Intraductal Papillary Mucinous Neoplasm (IPMN)
What is an intraductal papillary mucinous neoplasm (IPMN)?
An intraductal papillary mucinous neoplasm (IPMN) is a benign pancreatic cyst in the ducts of your pancreas. Healthcare providers call this a cystic tumor and consider them precancerous. This means they aren’t cancer, but do have the ability to become cancer later in life.
Researchers believe IPMNs are responsible for 20% to 30% of pancreatic cancer cases, meaning 2 or 3 out of 10 people with pancreatic cancer may have developed it from an IPMN. You can have this kind of tumor for several years before noticing symptoms. IPMNs are either treated with surgery or carefully monitored over time.
Is intraductal papillary mucinous neoplasm cancer?

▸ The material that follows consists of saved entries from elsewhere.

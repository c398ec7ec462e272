use crate::config::error::{ConfigError, ConfigResult};
use crate::poll::{PollConfig, DEFAULT_PAGE_SIZE};
use crate::rpc::ServerConfig;
use serde::{Deserialize, Serialize};
use std::net::SocketAddr;
use std::path::PathBuf;
use std::time::Duration;

/// Default poll period in milliseconds
pub const DEFAULT_FETCH_TIME_MS: u64 = 1000;
pub const DEFAULT_REQUEST_TIMEOUT_MS: u64 = 10_000;
pub const DEFAULT_HISTORY_DATABASE: &str = "glutton.db";

/// Application settings. Every field has a default, so an empty JSON
/// object is a valid config.
#[derive(Debug, Clone, PartialEq, Serialize, Deserialize)]
#[serde(rename_all = "camelCase", default)]
pub struct AppConfig {
    /// Server used until the history says otherwise
    pub default_server: ServerConfig,
    /// Poll period in milliseconds
    pub fetch_time: u64,
    pub page_size: u32,
    /// Per-request timeout in milliseconds
    pub request_timeout: u64,
    pub history_database: PathBuf,
    /// Serve Prometheus metrics on this address when set
    #[serde(skip_serializing_if = "Option::is_none")]
    pub metrics_address: Option<SocketAddr>,
}

impl Default for AppConfig {
    fn default() -> Self {
        Self {
            default_server: ServerConfig::default(),
            fetch_time: DEFAULT_FETCH_TIME_MS,
            page_size: DEFAULT_PAGE_SIZE,
            request_timeout: DEFAULT_REQUEST_TIMEOUT_MS,
            history_database: PathBuf::from(DEFAULT_HISTORY_DATABASE),
            metrics_address: None,
        }
    }
}

impl AppConfig {
    /// Reject values the client cannot run with, such as a zero poll period.
    pub fn validate(&self) -> ConfigResult<()> {
        if self.fetch_time == 0 {
            return Err(ConfigError::Invalid("fetchTime must be positive".into()));
        }
        if self.page_size == 0 {
            return Err(ConfigError::Invalid("pageSize must be positive".into()));
        }
        if self.request_timeout == 0 {
            return Err(ConfigError::Invalid("requestTimeout must be positive".into()));
        }
        if self.default_server.host.trim().is_empty() {
            return Err(ConfigError::Invalid("defaultServer.host is empty".into()));
        }
        if self.default_server.port == 0 {
            return Err(ConfigError::Invalid("defaultServer.port must be non-zero".into()));
        }
        Ok(())
    }

    /// Poll settings derived from `fetchTime` and `pageSize`
    pub fn poll_config(&self) -> PollConfig {
        PollConfig {
            interval: Duration::from_millis(self.fetch_time),
            page_size: self.page_size,
        }
    }

    /// Per-request HTTP timeout
    pub fn request_timeout(&self) -> Duration {
        Duration::from_millis(self.request_timeout)
    }
}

Not all IPMNs become cancerous. However, some can eventually become pancreatic ductal adenoma carcinoma (PDAC). PDAC is the most common type of pancreatic cancer. Pancreatic cancer cases are relatively rare. They account for 3% of all cancer cases in the United States, but also account for 7% of all deaths caused by cancer. Too often, pancreatic cancer isn’t found early enough when treatment can make a difference.
Who’s affected by IPMNs?
Healthcare providers aren’t sure how many people may have these tumors. Studies show IPMNs are most often found in men and people who are assigned male at birth (AMAB) age 50 to 70 years old.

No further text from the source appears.